*** Opening MATERIALS PROVIDED ***

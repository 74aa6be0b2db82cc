use lambda_runtime::{service_fn, Error, LambdaEvent};
use pet_store_lambda::config::get_local_payload;
use pet_store_lambda::{Config, Invocation, InvocationContext};
use serde_json::Value;
use std::sync::Arc;
use tracing::{debug, info};
use tracing_subscriber::EnvFilter;

#[tokio::main]
async fn main() -> Result<(), Error> {
    init_tracing();

    let invocation = Arc::new(Invocation::pet_store(Config::from_env()));

    // a payload file in the params means a single local run without the Lambda runtime
    if let Some(local) = get_local_payload()? {
        info!("Payload from: {}", local.file_name);
        let output = invocation.handle(local.payload, &InvocationContext::default())?;
        println!("{}", String::from_utf8_lossy(&output));
        return Ok(());
    }

    let handler_invocation = Arc::clone(&invocation);
    lambda_runtime::run(service_fn(move |event: LambdaEvent<Value>| {
        let invocation = Arc::clone(&handler_invocation);
        async move { my_handler(&invocation, event) }
    }))
    .await?;

    invocation.dispatcher().stop();

    Ok(())
}

fn my_handler(invocation: &Invocation, event: LambdaEvent<Value>) -> Result<Value, Error> {
    let (payload, ctx) = event.into_parts();
    debug!("Context: {:?}", ctx);

    let output = invocation.handle(serde_json::to_vec(&payload)?, &InvocationContext::from(&ctx))?;

    Ok(output_value(&output))
}

/// The runtime serializes the return value itself, so output that is not JSON is returned as a JSON string.
fn output_value(output: &[u8]) -> Value {
    serde_json::from_slice(output).unwrap_or_else(|_| Value::String(String::from_utf8_lossy(output).into_owned()))
}

#[cfg(test)]
mod test {
    use super::*;
    use serde_json::json;

    #[test]
    fn output_value_keeps_json_and_wraps_text() {
        assert_eq!(output_value(br#"{"records":1}"#), json!({"records": 1}));
        assert_eq!(output_value(b"done"), json!("done"));
    }
}

/// Initializes the tracing from RUST_LOG env var if present or sets minimal logging:
/// - INFO for the pet store crates
/// - ERROR for everything else
fn init_tracing() {
    let filter = EnvFilter::try_from_default_env()
        .unwrap_or_else(|_| EnvFilter::new("error,pet_store_lambda=info,serverless_web=info,function_adapter=info"));

    tracing_subscriber::fmt()
        .with_env_filter(filter)
        .with_ansi(false)
        .without_time()
        .with_target(false)
        .compact()
        .init();
}
use function_adapter::TypeDescriptor;
use std::env::{args, var};
use tracing::{debug, info};

/// Where payloads that did not come from API Gateway are posted to.
const DEFAULT_EVENT_ROUTE: &str = "/events";

/// A payload read from a local file for a one-off invocation, no runtime involved.
pub struct LocalConfig {
    /// Can be anything as long as it's UTF-8
    pub payload: String,
    /// File name from which the payload was read, as provided in the param
    pub file_name: String,
}

#[derive(Debug, Clone)]
pub struct Config {
    /// The route that receives non-gateway events, e.g. `/events`
    pub event_route: String,
    /// The input type the handler declares, e.g. `SqsEvent`. Unknown if not set.
    pub input_type: TypeDescriptor,
    /// The output type the handler declares, e.g. `ApiGatewayProxyResponse`. Unknown if not set.
    pub output_type: TypeDescriptor,
}

impl Default for Config {
    fn default() -> Self {
        Self {
            event_route: DEFAULT_EVENT_ROUTE.to_owned(),
            input_type: TypeDescriptor::unknown(),
            output_type: TypeDescriptor::unknown(),
        }
    }
}

impl Config {
    /// Reads `PET_STORE_EVENT_ROUTE`, `PET_STORE_INPUT_TYPE` and `PET_STORE_OUTPUT_TYPE`.
    /// Uses defaults for the ones that are not set.
    pub fn from_env() -> Self {
        Self::from_lookup(|name| var(name).ok())
    }

    /// Same as [Config::from_env] with a custom source of variables.
    pub fn from_lookup<F>(lookup: F) -> Self
    where
        F: Fn(&str) -> Option<String>,
    {
        let defaults = Self::default();
        let non_empty = |name: &str| lookup(name).map(|v| v.trim().to_owned()).filter(|v| !v.is_empty());

        let config = Self {
            event_route: non_empty("PET_STORE_EVENT_ROUTE").unwrap_or(defaults.event_route),
            input_type: non_empty("PET_STORE_INPUT_TYPE").map_or(defaults.input_type, TypeDescriptor::named),
            output_type: non_empty("PET_STORE_OUTPUT_TYPE").map_or(defaults.output_type, TypeDescriptor::named),
        };

        info!(
            "Event route: {}, input type: {}, output type: {}",
            config.event_route,
            config.input_type.name().unwrap_or("unknown"),
            config.output_type.name().unwrap_or("unknown")
        );

        config
    }
}

/// Reads the payload from a local file if the file name is provided in the command line arguments.
/// Returns None if there is no file name, exits after printing the usage for `--help`.
pub fn get_local_payload() -> Result<Option<LocalConfig>, std::io::Error> {
    debug!("Args: {}", args().collect::<Vec<String>>().join(" "));

    let Some(payload_file) = args().nth(1) else {
        return Ok(None);
    };

    if payload_file == "--help" {
        println!("A sample pet store running inside AWS Lambda.");
        println!();
        println!("Under the Lambda runtime: pet-store-lambda");
        println!("With a local payload: pet-store-lambda [payload_file], e.g. pet-store-lambda get-pets.json");
        println!();
        println!("Env vars: PET_STORE_EVENT_ROUTE, PET_STORE_INPUT_TYPE, PET_STORE_OUTPUT_TYPE, RUST_LOG");

        std::process::exit(0);
    }

    let payload = std::fs::read_to_string(&payload_file)?;

    Ok(Some(LocalConfig {
        payload,
        file_name: payload_file,
    }))
}

#[cfg(test)]
mod test {
    use super::*;
    use std::collections::HashMap;

    #[test]
    fn defaults() {
        let config = Config::from_lookup(|_| None);
        assert_eq!(config.event_route, "/events");
        assert_eq!(config.input_type.name(), None);
        assert_eq!(config.output_type.name(), None);
    }

    #[test]
    fn vars_override_defaults() {
        let vars = HashMap::from([
            ("PET_STORE_EVENT_ROUTE", "/inbox"),
            ("PET_STORE_INPUT_TYPE", "KinesisEvent"),
            ("PET_STORE_OUTPUT_TYPE", " "),
        ]);
        let config = Config::from_lookup(|name| vars.get(name).map(|v| v.to_string()));

        assert_eq!(config.event_route, "/inbox");
        assert_eq!(config.input_type.name(), Some("KinesisEvent"));
        // blank is the same as not set
        assert_eq!(config.output_type.name(), None);
    }
}
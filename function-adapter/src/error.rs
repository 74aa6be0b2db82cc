use thiserror::Error;

/// Failures that abort an invocation before or after the handler runs.
/// Per-request handler failures never end up here, they are absorbed by the dispatcher.
#[derive(Debug, Error)]
pub enum AdapterError {
    /// The inbound payload is not valid JSON.
    #[error("failed to decode the invocation payload: {0}")]
    Decode(#[source] serde_json::Error),

    /// A structured payload or header could not be turned into JSON.
    #[error("failed to encode {what}: {source}")]
    Encode {
        what: &'static str,
        #[source]
        source: serde_json::Error,
    },

    /// The gateway response envelope could not be serialized.
    /// Indicates a codec or configuration defect rather than a bad request.
    #[error("invalid state: {message}")]
    InvalidState {
        message: String,
        #[source]
        source: serde_json::Error,
    },
}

*** Closing MATERIALS PROVIDED ***

**TASK DESCRIPTION**
Look through the data above and report every line in which "LambdaEvent" appears.

**RESULT FOR THIS TASK**
use lambda_runtime::{service_fn, Error, LambdaEvent};
    lambda_runtime::run(service_fn(move |event: LambdaEvent<Value>| {
fn my_handler(invocation: &Invocation, event: LambdaEvent<Value>) -> Result<Value, Error> {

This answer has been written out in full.